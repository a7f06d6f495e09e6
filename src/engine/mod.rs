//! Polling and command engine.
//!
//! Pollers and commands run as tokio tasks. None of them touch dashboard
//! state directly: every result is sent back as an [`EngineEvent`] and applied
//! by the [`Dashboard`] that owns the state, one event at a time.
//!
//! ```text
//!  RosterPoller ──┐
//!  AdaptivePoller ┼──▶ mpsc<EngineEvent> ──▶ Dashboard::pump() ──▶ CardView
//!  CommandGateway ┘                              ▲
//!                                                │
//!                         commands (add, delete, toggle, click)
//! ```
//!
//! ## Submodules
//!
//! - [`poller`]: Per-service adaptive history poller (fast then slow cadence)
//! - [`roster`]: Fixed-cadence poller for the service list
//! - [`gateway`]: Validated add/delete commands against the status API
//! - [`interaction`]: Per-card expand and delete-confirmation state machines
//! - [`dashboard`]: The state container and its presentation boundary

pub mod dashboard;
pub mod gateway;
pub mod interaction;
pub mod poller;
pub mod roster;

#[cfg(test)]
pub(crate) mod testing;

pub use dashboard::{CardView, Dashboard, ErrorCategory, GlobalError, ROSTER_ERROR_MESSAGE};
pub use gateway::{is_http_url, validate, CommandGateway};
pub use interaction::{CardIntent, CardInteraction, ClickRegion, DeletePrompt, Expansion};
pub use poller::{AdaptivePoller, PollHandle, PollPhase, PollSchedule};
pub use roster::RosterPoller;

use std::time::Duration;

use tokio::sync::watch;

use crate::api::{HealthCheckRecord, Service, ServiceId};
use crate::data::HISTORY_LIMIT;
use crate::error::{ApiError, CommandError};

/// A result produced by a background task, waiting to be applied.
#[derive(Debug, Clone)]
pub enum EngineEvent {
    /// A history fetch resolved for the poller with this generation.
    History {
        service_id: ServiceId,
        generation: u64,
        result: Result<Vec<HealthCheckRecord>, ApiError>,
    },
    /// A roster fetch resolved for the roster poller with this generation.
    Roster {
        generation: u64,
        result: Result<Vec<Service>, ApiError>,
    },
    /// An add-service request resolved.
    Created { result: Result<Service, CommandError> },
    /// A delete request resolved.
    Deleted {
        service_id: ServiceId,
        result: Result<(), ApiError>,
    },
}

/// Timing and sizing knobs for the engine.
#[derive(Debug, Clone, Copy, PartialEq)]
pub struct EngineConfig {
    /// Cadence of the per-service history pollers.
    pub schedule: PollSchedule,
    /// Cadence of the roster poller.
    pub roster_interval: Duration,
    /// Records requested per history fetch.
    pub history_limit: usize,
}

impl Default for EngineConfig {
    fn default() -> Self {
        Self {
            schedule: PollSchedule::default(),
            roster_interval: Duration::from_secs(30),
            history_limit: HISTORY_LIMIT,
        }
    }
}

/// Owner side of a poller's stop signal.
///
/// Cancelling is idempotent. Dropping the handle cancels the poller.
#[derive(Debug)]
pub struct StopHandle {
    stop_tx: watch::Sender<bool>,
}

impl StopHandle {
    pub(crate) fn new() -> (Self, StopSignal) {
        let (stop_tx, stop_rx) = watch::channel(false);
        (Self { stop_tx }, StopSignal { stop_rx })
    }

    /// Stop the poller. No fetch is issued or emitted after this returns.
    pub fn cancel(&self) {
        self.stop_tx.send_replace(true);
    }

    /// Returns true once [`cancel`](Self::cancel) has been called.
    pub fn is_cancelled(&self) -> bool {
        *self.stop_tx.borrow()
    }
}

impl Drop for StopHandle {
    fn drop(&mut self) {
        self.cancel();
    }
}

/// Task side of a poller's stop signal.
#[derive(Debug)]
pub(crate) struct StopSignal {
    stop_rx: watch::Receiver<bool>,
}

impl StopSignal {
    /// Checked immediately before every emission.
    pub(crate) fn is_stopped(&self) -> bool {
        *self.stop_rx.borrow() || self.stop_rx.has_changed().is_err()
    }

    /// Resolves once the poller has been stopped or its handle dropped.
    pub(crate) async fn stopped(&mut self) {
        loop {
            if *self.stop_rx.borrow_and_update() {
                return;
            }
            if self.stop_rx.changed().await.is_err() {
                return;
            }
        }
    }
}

┄┄┄┄┄┄┄┄┄┄

--- What you are asked to do ---
Counting only lines above that contain the string "once", report how many there are and write nothing further.

--- Task solution ---
2